Colmenero’s line of argument is consistent with the strategy of the anti-porn crusaders behind the bill, many of whom have publicly acknowledged that the real purpose of these state-by-state “age verification” bills is to reinstate obscenity prosecutions of all adult content at the federal level.
“Porn is absolutely terrible for our kids,” Colmenero wrote. “They are ‘particularly susceptible’ to porn because their brains are underdeveloped. Our kids may be more likely to emulate what they see in porn, even if it involves violence or coercion.”
Colmenero argued that the law is constitutional because it is a First Amendment case, and she considers all affected adult content “obscene” and therefore not protected under the First Amendment.
Industry attorney and noted First Amendment expert Lawrence Walters, of the Walters Law Group, told XBIZ that Colmenero's response "invites the district court to revisit the Supreme Court’s established and binding decision in Miller v. California, and goes on to suggest that modern adult content 'is obscene' and therefore not deserving of First Amendment protection."
The state’s response, Walters added, also disregards "clear legal precedent" declaring similar age verification and forced speech laws unconstitutional.
Colmenero's arguments, he concluded, "are meritless and dangerous to established free speech jurisprudence.”
The Revolving Door of the Texas AG Office
Colmenero is the second interim AG appointed by Republican Gov. Greg Abbott to serve in place of Texas AG Ken Paxton, who was suspended in May after being impeached, with bipartisan support, by the Republican-controlled state House. Prior to her appointment last month, Colmenero served as Abbott's deputy chief of staff. The former interim AG, Abbott's erstwhile secretary of state, John Scott, left the position after seven weeks when he came under scrutiny for his role in a controversial lawsuit.
Attorneys for the FSC and the other plaintiffs immediately filed a reply to Colmenero, arguing her response “concedes dispositive points, such as the absence of any satisfactory justification for discouraging consumption of adult content by adults, which the State neither denies is a statutory purpose nor defends.”

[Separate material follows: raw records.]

use std::sync::Arc;
use std::thread;
use std::time::Duration;
use treenote_core::tree::SharedTree;
use treenote_core::{
    ChangeRecord, Document, DocumentStore, FieldValue, Item, ItemId, ItemType, ReplayOutcome,
    SqliteDocumentStore, TreeError, TreeModel, ROOT_ID,
};
use uuid::Uuid;

type Shape = Vec<(ItemId, usize, String, bool, ItemType)>;

fn shared_store() -> Arc<dyn DocumentStore> {
    Arc::new(SqliteDocumentStore::open_in_memory().unwrap())
}

fn shape(model: &TreeModel) -> Shape {
    model
        .preorder(ROOT_ID, true)
        .into_iter()
        .map(|(id, depth)| {
            let item = model.item(id).unwrap();
            (id, depth, item.text.clone(), item.deleted, item.kind)
        })
        .collect()
}

fn note(model: &mut TreeModel, parent: ItemId, position: usize, text: &str) -> ItemId {
    model
        .insert_item(position, parent, Item::new(ItemType::Note, text), false)
        .unwrap()
}

fn last_seq(store: &Arc<dyn DocumentStore>) -> i64 {
    store
        .changes_since("outline", 0)
        .unwrap()
        .last()
        .map_or(0, |entry| entry.seq)
}

/// Re-applies every record written after `cursor` and asserts none of them
/// changes the tree.
fn replay_window(model: &mut TreeModel, store: &Arc<dyn DocumentStore>, cursor: i64) -> i64 {
    let before = shape(model);
    let entries = store.changes_since("outline", cursor).unwrap();
    for entry in &entries {
        let outcome = model.apply_remote_change(entry.document.clone()).unwrap();
        assert_ne!(outcome, ReplayOutcome::Applied, "{:?}", entry.document.change);
    }
    assert_eq!(shape(model), before);
    entries.last().map_or(cursor, |entry| entry.seq)
}

#[test]
fn second_model_converges_through_the_feed() {
    let store = shared_store();
    let mut local = TreeModel::open(Arc::clone(&store), "outline", "host-a").unwrap();
    let mut remote = TreeModel::open(Arc::clone(&store), "outline", "host-b").unwrap();

    let a = note(&mut local, ROOT_ID, 0, "A");
    let b = note(&mut local, ROOT_ID, 1, "B");
    let c = note(&mut local, ROOT_ID, 2, "C");
    let b1 = note(&mut local, b, 0, "B1");
    local.move_vertical(&[c], -1).unwrap();
    local.move_horizontal(&[c], 1).unwrap();
    local
        .set_field(b1, FieldValue::Type(ItemType::Task))
        .unwrap();
    local.set_field(a, FieldValue::Text("A!".to_string())).unwrap();
    local.set_deleted(b, true).unwrap();
    local.set_deleted(b, false).unwrap();
    local.remove_rows(b, 0, 1).unwrap();
    local.undo().unwrap();

    assert!(remote.pump() > 0);
    assert_eq!(local.pump(), 0);
    assert_eq!(shape(&remote), shape(&local));
    assert_eq!(remote.children(a), [c].as_slice());
}

#[test]
fn edits_flow_both_ways() {
    let store = shared_store();
    let mut left = TreeModel::open(Arc::clone(&store), "outline", "left").unwrap();
    let mut right = TreeModel::open(Arc::clone(&store), "outline", "right").unwrap();

    let a = note(&mut left, ROOT_ID, 0, "A");
    right.pump();
    let r = note(&mut right, a, 0, "from right");
    left.pump();
    right.pump();

    assert_eq!(left.children(a), [r].as_slice());
    assert_eq!(shape(&left), shape(&right));
}

#[test]
fn replaying_own_records_leaves_tree_unchanged() {
    let store = shared_store();
    let mut model = TreeModel::open(Arc::clone(&store), "outline", "host-a").unwrap();
    let mut cursor = last_seq(&store);

    let a = note(&mut model, ROOT_ID, 0, "A");
    let b = note(&mut model, ROOT_ID, 1, "B");
    let c = note(&mut model, ROOT_ID, 2, "C");
    model.pump();
    cursor = replay_window(&mut model, &store, cursor);

    model.move_vertical(&[c], -1).unwrap();
    model.pump();
    cursor = replay_window(&mut model, &store, cursor);

    model.move_horizontal(&[c], 1).unwrap();
    model.pump();
    cursor = replay_window(&mut model, &store, cursor);

    model.set_field(b, FieldValue::Estimate(Some(20))).unwrap();
    model.pump();
    cursor = replay_window(&mut model, &store, cursor);

    model.set_deleted(a, true).unwrap();
    model.pump();
    cursor = replay_window(&mut model, &store, cursor);

    model.remove_rows(ROOT_ID, 1, 1).unwrap();
    model.pump();
    replay_window(&mut model, &store, cursor);
}

#[test]
fn own_pending_records_are_acknowledged() {
    let store = shared_store();
    let mut model = TreeModel::open(Arc::clone(&store), "outline", "host-a").unwrap();
    let cursor = last_seq(&store);
    note(&mut model, ROOT_ID, 0, "A");

    let parent_record = store
        .changes_since("outline", cursor)
        .unwrap()
        .into_iter()
        .map(|entry| entry.document)
        .find(|document| document.id() == ROOT_ID)
        .unwrap();
    assert_eq!(
        model.apply_remote_change(parent_record.clone()).unwrap(),
        ReplayOutcome::Acknowledged
    );
    assert_eq!(
        model.apply_remote_change(parent_record).unwrap(),
        ReplayOutcome::AlreadyApplied
    );
}

#[test]
fn unknown_and_malformed_records_are_dropped() {
    let store = shared_store();
    let mut model = TreeModel::open(Arc::clone(&store), "outline", "host-a").unwrap();
    note(&mut model, ROOT_ID, 0, "A");
    let before = shape(&model);

    let stranger = Item::new(ItemType::Note, "stranger");
    let outcome = model
        .apply_remote_change(Document::new(
            stranger,
            Some(ChangeRecord::updated("host-z")),
        ))
        .unwrap();
    assert_eq!(outcome, ReplayOutcome::UnknownDocument);

    let bogus = ChangeRecord::added("host-z", ROOT_ID, 99, &[Uuid::new_v4()]);
    let result = model.apply_remote_change(Document::new(model.root().clone(), Some(bogus)));
    assert!(matches!(
        result,
        Err(TreeError::MalformedChangeRecord { .. })
    ));

    let plain = model.apply_remote_change(Document::new(model.root().clone(), None));
    assert_eq!(plain.unwrap(), ReplayOutcome::NoChange);
    assert_eq!(shape(&model), before);
}

#[test]
fn shared_tree_pump_applies_remote_edits() {
    let store = shared_store();
    let mut local = TreeModel::open(Arc::clone(&store), "outline", "host-a").unwrap();
    let remote = SharedTree::new(TreeModel::open(Arc::clone(&store), "outline", "host-b").unwrap());
    let pump = remote.spawn_pump(Duration::from_millis(5));

    let a = note(&mut local, ROOT_ID, 0, "A");
    let mut seen = false;
    for _ in 0..400 {
        if remote.with(|model| model.contains(a)) {
            seen = true;
            break;
        }
        thread::sleep(Duration::from_millis(5));
    }
    pump.stop();

    assert!(seen);
    assert_eq!(remote.with(|model| shape(model)), shape(&local));
}
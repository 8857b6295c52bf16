//! Undo/redo bookkeeping for one tree model.
//!
//! # Responsibility
//! - Describe every local mutation as an invertible `Edit`.
//! - Keep bounded undo and redo stacks, with grouping.
//!
//! # Invariants
//! - At most `UNDO_STACK_LIMIT` entries are kept; the oldest are dropped first.
//! - Recording a new entry clears the redo side.
//! - Entries recorded inside a group collapse into one `Edit::Batch` entry.
//! - Structural edits name their blocks by id; positions are re-resolved
//!   when an edit is performed, since replayed changes may shift siblings.

use crate::model::field::FieldValue;
use crate::model::item::{Item, ItemId};

pub const UNDO_STACK_LIMIT: usize = 500;

/// One invertible tree mutation.
#[derive(Debug, Clone, PartialEq, Eq)]
pub enum Edit {
    /// Creates `items` and attaches `roots` under `parent` at `position`.
    ///
    /// `items` holds every new item, descendants included.
    Insert {
        parent: ItemId,
        position: usize,
        roots: Vec<ItemId>,
        items: Vec<Item>,
    },
    /// Re-attaches detached items; clears the tombstone of `revive`.
    ///
    /// The block lands right after `anchor`, or first when `anchor` is
    /// `None`. `position` is only used once `anchor` left `parent`.
    Attach {
        parent: ItemId,
        anchor: Option<ItemId>,
        position: usize,
        ids: Vec<ItemId>,
        revive: Vec<ItemId>,
    },
    /// Detaches the sibling block `ids` and tombstones their subtrees.
    Remove { parent: ItemId, ids: Vec<ItemId> },
    /// Moves the sibling block `ids` one slot up (`-1`) or down (`+1`).
    MoveVertical {
        parent: ItemId,
        ids: Vec<ItemId>,
        direction: i8,
    },
    /// Removes a block from one parent and inserts it into another.
    ///
    /// `to_position` is measured after the block left `from_parent`.
    Reparent {
        ids: Vec<ItemId>,
        from_parent: ItemId,
        to_parent: ItemId,
        to_position: usize,
    },
    SetField {
        id: ItemId,
        value: FieldValue,
    },
    /// Sets the tombstone flag per item.
    SetDeleted {
        flags: Vec<(ItemId, bool)>,
    },
    Batch(Vec<Edit>),
}

/// Undo stack entry.
#[derive(Debug, Clone, PartialEq, Eq)]
pub struct UndoEntry {
    /// Edit that reverts the recorded change.
    pub undo: Edit,
    /// Edit that re-applies it.
    pub redo: Edit,
}

#[derive(Debug, Default)]
pub struct UndoStack {
    undo: Vec<UndoEntry>,
    redo: Vec<UndoEntry>,
    group: Vec<UndoEntry>,
    group_depth: usize,
}

impl UndoStack {
    pub fn new() -> Self {
        Self::default()
    }

    /// Records a new local edit. Clears the redo stack.
    pub fn record(&mut self, entry: UndoEntry) {
        if self.group_depth > 0 {
            self.group.push(entry);
            return;
        }
        self.push_undo(entry);
        self.redo.clear();
    }

    pub fn begin_group(&mut self) {
        self.group_depth += 1;
    }

    /// Closes one group level; the outermost close records the collapsed entry.
    pub fn end_group(&mut self) {
        if self.group_depth == 0 {
            return;
        }
        self.group_depth -= 1;
        if self.group_depth > 0 {
            return;
        }
        let entries = std::mem::take(&mut self.group);
        match entries.len() {
            0 => {}
            1 => {
                if let Some(entry) = entries.into_iter().next() {
                    self.record(entry);
                }
            }
            _ => {
                let mut undo = Vec::with_capacity(entries.len());
                let mut redo = Vec::with_capacity(entries.len());
                for entry in entries {
                    undo.push(entry.undo);
                    redo.push(entry.redo);
                }
                undo.reverse();
                self.record(UndoEntry {
                    undo: Edit::Batch(undo),
                    redo: Edit::Batch(redo),
                });
            }
        }
    }

    pub fn is_grouping(&self) -> bool {
        self.group_depth > 0
    }

    pub fn pop_undo(&mut self) -> Option<UndoEntry> {
        self.undo.pop()
    }

    pub fn pop_redo(&mut self) -> Option<UndoEntry> {
        self.redo.pop()
    }

    /// Pushes an entry produced by redo; keeps the redo stack.
    pub fn push_undo(&mut self, entry: UndoEntry) {
        self.undo.push(entry);
        if self.undo.len() > UNDO_STACK_LIMIT {
            self.undo.drain(..self.undo.len() - UNDO_STACK_LIMIT);
        }
    }

    pub fn push_redo(&mut self, entry: UndoEntry) {
        self.redo.push(entry);
    }

    pub fn can_undo(&self) -> bool {
        !self.undo.is_empty()
    }

    pub fn can_redo(&self) -> bool {
        !self.redo.is_empty()
    }

    pub fn undo_len(&self) -> usize {
        self.undo.len()
    }

    pub fn clear(&mut self) {
        self.undo.clear();
        self.redo.clear();
        self.group.clear();
        self.group_depth = 0;
    }
}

Arguing for a preliminary injunction, which would delay enactment of the new law until it can be litigated in court, the plaintiffs noted that the state’s defense of the law was “pitched in part as a bid to change Supreme Court precedent,” something they labeled “not likely to succeed when measured against the law as it exists today and the current record. The likely result here is the same one that the Supreme Court and lower courts have repeatedly and consistently reached when invalidating laws, such as the Act, that limit adults’ access to adult content under the guise of protecting minors, without accounting for less restrictive alternatives.”
As XBIZ reported on Tuesday, the Texas Department of Health and Human Services has declined to confirm or deny whether the “health warnings” mandated by HB 1181 are supported by any official documentation or statement produced by that office.
A hearing on FSC’s motion for a preliminary injunction is scheduled for Wednesday.